---------- Dataset ----------

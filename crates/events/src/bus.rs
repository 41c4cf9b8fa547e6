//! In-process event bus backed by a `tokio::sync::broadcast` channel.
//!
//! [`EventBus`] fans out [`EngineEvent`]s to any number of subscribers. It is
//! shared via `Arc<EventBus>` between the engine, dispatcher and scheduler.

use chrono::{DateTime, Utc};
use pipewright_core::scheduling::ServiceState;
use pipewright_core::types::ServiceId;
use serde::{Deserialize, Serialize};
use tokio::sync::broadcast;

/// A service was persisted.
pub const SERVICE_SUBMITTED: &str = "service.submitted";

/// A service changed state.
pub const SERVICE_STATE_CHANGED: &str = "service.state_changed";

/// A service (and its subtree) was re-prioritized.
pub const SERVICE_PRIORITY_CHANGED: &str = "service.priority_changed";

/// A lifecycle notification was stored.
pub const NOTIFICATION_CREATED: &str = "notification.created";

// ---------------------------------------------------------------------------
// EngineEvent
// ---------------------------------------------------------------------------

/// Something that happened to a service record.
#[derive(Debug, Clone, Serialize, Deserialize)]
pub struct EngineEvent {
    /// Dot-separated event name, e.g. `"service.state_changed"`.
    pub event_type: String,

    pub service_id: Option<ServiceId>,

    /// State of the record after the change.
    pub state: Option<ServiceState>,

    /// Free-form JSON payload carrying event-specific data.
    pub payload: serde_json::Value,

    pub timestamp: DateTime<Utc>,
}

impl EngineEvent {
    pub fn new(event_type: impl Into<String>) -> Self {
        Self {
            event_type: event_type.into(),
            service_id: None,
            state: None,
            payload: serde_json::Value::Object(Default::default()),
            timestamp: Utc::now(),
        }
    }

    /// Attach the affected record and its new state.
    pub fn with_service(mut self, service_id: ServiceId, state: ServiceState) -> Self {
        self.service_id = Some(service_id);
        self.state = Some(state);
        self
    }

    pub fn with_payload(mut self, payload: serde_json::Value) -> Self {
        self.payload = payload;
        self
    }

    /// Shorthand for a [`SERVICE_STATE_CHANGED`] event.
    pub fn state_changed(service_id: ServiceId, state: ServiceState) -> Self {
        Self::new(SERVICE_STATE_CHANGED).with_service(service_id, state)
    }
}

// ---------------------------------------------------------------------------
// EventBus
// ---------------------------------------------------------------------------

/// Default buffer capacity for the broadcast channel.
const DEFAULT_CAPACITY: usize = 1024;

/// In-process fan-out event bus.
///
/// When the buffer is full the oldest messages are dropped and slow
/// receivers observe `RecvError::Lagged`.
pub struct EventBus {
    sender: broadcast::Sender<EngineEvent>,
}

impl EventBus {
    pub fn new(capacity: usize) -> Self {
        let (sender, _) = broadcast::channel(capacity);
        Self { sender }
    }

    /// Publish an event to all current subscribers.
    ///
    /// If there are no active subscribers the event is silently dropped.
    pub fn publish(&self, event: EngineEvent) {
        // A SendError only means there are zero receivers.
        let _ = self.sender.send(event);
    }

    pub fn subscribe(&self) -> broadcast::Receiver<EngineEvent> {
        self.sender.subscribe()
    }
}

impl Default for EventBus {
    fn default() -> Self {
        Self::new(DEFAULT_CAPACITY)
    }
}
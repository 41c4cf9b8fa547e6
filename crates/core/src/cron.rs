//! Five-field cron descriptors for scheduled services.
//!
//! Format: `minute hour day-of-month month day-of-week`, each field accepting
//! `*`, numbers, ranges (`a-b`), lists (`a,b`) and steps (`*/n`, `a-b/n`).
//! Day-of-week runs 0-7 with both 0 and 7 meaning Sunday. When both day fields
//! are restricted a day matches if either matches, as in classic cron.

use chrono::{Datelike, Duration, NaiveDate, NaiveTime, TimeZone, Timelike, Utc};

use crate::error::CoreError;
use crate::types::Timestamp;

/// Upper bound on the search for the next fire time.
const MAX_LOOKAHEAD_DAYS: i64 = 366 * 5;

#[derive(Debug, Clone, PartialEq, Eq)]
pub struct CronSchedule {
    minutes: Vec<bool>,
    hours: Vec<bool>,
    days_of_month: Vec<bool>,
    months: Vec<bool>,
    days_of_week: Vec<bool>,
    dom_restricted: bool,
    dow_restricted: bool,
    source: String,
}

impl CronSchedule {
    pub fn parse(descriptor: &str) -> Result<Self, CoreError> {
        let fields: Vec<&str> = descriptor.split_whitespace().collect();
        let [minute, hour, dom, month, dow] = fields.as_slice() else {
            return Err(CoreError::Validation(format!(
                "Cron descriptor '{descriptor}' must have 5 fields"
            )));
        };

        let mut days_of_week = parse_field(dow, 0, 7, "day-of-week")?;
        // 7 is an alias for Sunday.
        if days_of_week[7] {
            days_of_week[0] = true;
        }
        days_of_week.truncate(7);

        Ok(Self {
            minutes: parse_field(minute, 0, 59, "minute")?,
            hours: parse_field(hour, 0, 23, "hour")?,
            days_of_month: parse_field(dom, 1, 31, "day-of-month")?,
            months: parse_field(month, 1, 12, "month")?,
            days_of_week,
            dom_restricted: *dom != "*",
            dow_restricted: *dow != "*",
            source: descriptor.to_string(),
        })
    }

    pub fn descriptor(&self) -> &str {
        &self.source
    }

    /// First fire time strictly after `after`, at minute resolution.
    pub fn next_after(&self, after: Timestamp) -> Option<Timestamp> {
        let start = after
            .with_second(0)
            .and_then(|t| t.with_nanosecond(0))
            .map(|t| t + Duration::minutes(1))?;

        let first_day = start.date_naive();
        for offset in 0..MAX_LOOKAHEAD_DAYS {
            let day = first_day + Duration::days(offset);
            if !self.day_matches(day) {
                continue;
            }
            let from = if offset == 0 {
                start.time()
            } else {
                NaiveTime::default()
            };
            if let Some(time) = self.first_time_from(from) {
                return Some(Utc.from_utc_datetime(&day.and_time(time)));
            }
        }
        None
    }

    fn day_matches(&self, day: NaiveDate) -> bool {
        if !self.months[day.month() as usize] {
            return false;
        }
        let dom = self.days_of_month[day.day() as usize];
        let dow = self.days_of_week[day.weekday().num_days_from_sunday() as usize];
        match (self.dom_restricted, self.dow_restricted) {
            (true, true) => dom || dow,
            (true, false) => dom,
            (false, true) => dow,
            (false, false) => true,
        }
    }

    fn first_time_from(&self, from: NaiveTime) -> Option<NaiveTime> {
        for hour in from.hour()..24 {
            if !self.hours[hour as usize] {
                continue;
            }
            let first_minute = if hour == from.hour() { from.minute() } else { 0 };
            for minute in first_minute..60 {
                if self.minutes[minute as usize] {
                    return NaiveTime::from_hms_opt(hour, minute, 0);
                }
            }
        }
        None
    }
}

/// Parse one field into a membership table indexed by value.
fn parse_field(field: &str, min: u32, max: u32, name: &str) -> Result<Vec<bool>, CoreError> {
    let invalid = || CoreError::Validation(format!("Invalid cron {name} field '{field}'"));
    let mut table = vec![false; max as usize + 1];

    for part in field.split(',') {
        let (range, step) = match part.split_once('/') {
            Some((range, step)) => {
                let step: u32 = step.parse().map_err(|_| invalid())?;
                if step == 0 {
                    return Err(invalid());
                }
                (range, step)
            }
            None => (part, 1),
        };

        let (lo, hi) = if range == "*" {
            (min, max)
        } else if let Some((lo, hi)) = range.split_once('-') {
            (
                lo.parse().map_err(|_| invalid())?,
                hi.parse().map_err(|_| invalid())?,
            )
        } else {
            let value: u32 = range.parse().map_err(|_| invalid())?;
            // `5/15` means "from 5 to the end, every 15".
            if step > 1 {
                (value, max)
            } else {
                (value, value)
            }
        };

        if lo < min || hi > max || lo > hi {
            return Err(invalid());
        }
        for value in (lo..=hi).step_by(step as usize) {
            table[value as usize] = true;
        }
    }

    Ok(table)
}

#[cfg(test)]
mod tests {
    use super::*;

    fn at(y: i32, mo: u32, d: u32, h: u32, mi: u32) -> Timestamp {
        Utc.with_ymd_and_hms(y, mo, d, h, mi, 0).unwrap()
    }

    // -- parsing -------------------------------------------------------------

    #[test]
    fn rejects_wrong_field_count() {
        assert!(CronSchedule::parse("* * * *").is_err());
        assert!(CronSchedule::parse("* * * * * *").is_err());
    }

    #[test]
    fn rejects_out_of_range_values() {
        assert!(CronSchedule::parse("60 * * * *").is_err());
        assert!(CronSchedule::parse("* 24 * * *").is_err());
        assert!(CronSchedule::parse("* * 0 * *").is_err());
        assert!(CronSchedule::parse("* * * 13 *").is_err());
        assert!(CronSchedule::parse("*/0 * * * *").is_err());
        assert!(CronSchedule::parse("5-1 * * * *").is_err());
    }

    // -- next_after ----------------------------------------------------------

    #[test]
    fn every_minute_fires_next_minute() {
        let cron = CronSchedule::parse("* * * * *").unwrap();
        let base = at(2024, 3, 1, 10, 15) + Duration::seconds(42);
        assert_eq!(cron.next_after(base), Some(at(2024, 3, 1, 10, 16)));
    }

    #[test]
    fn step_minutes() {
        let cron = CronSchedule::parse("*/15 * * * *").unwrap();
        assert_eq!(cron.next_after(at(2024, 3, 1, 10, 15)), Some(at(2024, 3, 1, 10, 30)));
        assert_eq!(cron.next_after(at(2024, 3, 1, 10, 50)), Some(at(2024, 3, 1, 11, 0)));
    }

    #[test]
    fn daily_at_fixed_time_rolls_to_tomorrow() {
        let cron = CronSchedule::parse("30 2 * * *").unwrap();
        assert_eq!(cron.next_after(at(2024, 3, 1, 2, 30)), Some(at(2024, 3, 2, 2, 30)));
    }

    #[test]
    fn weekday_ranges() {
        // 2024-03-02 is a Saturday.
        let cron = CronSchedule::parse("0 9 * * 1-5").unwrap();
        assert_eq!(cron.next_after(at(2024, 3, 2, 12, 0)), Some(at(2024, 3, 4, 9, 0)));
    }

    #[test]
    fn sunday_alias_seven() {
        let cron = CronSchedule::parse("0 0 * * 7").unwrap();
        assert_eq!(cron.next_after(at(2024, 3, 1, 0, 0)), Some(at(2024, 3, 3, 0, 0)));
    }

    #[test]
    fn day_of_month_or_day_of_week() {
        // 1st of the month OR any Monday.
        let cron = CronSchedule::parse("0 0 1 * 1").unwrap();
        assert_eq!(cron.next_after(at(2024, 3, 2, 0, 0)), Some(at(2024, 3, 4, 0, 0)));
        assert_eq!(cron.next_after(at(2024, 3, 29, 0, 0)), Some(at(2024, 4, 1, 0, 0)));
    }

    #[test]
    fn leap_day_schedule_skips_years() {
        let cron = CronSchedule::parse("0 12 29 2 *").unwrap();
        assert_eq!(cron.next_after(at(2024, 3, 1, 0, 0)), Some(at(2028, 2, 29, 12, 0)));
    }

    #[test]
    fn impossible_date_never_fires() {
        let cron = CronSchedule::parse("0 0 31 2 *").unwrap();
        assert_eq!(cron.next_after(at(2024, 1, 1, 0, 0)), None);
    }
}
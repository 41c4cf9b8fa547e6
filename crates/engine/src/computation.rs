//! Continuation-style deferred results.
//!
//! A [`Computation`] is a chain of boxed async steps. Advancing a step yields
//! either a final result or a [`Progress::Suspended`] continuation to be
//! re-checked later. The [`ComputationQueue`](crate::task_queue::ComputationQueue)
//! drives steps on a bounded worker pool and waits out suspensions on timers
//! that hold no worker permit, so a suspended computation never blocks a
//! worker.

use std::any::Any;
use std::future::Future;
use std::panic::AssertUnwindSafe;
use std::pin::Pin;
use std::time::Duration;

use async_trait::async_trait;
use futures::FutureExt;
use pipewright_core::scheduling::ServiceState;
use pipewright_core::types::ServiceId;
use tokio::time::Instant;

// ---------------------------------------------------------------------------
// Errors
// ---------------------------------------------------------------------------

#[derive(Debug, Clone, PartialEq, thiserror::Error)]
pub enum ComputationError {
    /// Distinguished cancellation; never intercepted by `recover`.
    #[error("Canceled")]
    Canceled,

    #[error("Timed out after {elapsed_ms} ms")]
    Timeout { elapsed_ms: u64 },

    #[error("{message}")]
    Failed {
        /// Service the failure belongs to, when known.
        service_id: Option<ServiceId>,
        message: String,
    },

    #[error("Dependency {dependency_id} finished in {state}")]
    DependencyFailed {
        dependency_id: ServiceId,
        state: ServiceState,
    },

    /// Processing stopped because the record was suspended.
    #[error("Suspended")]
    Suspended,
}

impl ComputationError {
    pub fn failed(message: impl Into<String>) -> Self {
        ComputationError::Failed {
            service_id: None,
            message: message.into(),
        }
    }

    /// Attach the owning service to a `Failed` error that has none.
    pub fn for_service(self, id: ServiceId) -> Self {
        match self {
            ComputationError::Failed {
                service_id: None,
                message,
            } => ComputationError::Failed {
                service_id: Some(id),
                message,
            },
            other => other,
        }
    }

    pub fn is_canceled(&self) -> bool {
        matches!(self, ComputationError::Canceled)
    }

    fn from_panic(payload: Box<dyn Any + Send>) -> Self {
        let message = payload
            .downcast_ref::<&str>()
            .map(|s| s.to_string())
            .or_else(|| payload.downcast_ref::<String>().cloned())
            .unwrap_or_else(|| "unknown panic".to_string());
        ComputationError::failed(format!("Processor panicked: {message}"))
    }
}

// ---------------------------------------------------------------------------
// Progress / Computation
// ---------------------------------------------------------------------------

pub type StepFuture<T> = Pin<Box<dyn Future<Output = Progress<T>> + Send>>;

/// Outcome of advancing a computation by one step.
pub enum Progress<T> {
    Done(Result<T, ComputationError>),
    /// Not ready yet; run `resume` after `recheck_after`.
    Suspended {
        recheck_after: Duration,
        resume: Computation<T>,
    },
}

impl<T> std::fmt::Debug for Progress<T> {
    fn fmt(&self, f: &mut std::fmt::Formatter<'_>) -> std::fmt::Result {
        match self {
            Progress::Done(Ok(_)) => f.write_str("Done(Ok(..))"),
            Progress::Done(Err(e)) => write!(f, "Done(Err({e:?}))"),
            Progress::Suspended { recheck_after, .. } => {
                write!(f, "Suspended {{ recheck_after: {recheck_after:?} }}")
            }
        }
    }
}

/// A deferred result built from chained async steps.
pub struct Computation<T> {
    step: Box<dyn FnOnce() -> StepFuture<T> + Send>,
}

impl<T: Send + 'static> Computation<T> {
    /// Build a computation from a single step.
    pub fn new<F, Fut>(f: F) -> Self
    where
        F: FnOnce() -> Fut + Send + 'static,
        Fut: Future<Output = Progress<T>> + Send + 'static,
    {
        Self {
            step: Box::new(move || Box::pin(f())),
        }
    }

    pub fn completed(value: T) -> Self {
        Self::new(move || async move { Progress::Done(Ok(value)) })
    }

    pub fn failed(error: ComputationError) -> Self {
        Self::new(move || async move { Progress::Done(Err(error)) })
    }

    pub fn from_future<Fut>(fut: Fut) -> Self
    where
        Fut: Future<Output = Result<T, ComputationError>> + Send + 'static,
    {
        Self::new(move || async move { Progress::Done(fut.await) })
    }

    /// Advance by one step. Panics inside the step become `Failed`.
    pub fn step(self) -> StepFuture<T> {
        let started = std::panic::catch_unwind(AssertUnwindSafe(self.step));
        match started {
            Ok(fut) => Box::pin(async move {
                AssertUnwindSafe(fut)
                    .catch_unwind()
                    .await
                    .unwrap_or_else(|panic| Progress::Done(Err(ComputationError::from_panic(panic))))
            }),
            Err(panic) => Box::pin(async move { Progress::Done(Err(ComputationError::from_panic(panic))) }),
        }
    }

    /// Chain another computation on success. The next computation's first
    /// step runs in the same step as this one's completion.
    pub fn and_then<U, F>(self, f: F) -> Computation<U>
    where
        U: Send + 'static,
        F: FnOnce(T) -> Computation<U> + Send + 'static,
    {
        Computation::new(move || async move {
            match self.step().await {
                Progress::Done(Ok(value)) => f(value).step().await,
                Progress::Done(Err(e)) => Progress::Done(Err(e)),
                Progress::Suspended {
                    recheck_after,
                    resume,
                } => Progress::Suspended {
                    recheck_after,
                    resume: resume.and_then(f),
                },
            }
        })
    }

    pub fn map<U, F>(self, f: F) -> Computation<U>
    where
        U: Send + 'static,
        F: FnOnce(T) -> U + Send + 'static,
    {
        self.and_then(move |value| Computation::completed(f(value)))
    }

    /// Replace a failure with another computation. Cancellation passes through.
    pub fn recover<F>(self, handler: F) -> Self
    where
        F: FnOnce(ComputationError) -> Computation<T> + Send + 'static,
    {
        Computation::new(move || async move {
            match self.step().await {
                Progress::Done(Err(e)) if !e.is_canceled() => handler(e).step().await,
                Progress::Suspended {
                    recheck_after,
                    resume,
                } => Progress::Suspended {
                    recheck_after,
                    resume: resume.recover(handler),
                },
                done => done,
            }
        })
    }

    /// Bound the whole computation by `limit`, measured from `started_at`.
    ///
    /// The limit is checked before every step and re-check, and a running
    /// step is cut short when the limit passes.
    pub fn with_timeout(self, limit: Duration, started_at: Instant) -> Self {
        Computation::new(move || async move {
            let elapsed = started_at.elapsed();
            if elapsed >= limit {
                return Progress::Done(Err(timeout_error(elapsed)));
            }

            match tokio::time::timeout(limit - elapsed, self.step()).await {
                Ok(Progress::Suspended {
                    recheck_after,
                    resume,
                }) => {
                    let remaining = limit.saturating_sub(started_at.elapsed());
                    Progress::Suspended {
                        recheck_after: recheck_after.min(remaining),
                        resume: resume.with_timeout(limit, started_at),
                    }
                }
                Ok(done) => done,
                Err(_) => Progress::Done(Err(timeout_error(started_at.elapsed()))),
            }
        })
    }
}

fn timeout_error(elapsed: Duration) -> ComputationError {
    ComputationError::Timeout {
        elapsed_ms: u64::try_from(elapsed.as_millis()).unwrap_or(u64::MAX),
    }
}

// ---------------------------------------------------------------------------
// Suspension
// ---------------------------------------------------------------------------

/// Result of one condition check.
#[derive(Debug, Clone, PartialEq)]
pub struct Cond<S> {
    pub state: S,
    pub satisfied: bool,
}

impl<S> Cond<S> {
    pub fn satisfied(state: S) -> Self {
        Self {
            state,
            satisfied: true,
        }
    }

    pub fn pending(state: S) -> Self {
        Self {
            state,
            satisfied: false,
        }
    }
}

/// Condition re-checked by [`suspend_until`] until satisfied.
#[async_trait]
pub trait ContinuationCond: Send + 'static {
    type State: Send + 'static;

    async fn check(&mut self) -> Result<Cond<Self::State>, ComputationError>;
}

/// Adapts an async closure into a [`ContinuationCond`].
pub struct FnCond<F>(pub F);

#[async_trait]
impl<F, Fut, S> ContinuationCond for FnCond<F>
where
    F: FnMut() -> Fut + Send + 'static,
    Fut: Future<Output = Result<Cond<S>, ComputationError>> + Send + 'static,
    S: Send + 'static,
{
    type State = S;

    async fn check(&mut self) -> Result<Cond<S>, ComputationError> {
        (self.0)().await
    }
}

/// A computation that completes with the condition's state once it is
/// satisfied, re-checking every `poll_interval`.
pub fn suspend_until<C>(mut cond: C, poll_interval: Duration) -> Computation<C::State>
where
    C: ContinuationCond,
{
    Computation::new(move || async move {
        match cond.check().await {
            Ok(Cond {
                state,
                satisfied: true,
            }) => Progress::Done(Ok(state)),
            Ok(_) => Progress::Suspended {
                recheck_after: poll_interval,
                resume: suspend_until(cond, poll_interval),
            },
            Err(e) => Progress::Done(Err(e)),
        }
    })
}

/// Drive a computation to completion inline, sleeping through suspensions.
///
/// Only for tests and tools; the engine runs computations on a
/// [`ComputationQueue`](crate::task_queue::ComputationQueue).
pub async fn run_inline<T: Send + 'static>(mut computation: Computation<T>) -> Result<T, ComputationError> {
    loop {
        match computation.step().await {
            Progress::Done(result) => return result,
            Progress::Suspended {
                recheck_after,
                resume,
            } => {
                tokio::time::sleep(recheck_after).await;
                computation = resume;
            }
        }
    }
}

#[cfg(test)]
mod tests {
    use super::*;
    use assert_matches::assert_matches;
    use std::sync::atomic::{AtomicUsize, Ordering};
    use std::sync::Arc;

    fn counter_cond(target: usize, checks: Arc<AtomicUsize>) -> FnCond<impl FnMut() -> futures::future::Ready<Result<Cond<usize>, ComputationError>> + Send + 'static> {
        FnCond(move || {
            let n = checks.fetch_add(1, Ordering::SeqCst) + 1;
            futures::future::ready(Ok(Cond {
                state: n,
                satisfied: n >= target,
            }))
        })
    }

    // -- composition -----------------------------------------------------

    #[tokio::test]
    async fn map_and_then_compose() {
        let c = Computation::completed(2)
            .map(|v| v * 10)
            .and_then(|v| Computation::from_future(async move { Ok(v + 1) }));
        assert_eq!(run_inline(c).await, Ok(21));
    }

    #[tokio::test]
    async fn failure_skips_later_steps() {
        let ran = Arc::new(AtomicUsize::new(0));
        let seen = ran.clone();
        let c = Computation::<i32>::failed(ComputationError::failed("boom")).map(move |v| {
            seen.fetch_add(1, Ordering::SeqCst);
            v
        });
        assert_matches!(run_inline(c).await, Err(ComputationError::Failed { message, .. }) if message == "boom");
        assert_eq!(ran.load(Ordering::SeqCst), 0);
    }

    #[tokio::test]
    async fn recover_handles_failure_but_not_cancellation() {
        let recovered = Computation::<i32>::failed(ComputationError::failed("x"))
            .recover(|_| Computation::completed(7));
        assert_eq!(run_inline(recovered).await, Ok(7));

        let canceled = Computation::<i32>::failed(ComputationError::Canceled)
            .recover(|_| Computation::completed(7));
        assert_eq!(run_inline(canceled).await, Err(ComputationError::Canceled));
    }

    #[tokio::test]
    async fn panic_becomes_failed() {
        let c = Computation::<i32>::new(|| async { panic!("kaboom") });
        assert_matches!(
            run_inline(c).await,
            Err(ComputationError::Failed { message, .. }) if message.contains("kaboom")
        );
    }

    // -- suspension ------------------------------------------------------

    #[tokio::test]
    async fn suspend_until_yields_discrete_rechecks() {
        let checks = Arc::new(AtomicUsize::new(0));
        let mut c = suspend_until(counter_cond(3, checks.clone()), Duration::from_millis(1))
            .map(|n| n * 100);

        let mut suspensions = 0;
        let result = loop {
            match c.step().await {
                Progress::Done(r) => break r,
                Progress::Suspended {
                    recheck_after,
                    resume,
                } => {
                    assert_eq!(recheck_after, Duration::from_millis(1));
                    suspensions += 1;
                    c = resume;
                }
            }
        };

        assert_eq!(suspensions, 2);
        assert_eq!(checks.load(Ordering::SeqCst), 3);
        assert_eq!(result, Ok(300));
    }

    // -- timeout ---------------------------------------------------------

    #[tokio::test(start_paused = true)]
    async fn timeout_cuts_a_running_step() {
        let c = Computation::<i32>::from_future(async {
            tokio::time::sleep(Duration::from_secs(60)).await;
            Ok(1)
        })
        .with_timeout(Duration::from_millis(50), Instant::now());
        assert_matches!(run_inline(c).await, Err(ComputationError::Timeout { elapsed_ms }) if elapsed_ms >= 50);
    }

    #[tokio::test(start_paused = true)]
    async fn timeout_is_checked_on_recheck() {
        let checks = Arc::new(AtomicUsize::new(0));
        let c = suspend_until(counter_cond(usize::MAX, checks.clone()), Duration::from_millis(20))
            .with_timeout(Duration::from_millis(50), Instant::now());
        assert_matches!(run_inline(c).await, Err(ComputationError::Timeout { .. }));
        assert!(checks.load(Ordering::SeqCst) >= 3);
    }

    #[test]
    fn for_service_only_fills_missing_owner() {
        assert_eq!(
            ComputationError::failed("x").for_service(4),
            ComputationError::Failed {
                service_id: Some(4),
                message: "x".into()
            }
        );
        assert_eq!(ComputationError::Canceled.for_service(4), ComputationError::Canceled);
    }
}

----------

Work task: Please copy the lines above from the line with "pub trait ContinuationCond: Send" up to and including the line with "F: FnMut() ->", exactly as written and with nothing else.

Exercise solution:
pub trait ContinuationCond: Send + 'static {
    type State: Send + 'static;

    async fn check(&mut self) -> Result<Cond<Self::State>, ComputationError>;
}

/// Adapts an async closure into a [`ContinuationCond`].
pub struct FnCond<F>(pub F);

#[async_trait]
impl<F, Fut, S> ContinuationCond for FnCond<F>
where
    F: FnMut() -> Fut + Send + 'static,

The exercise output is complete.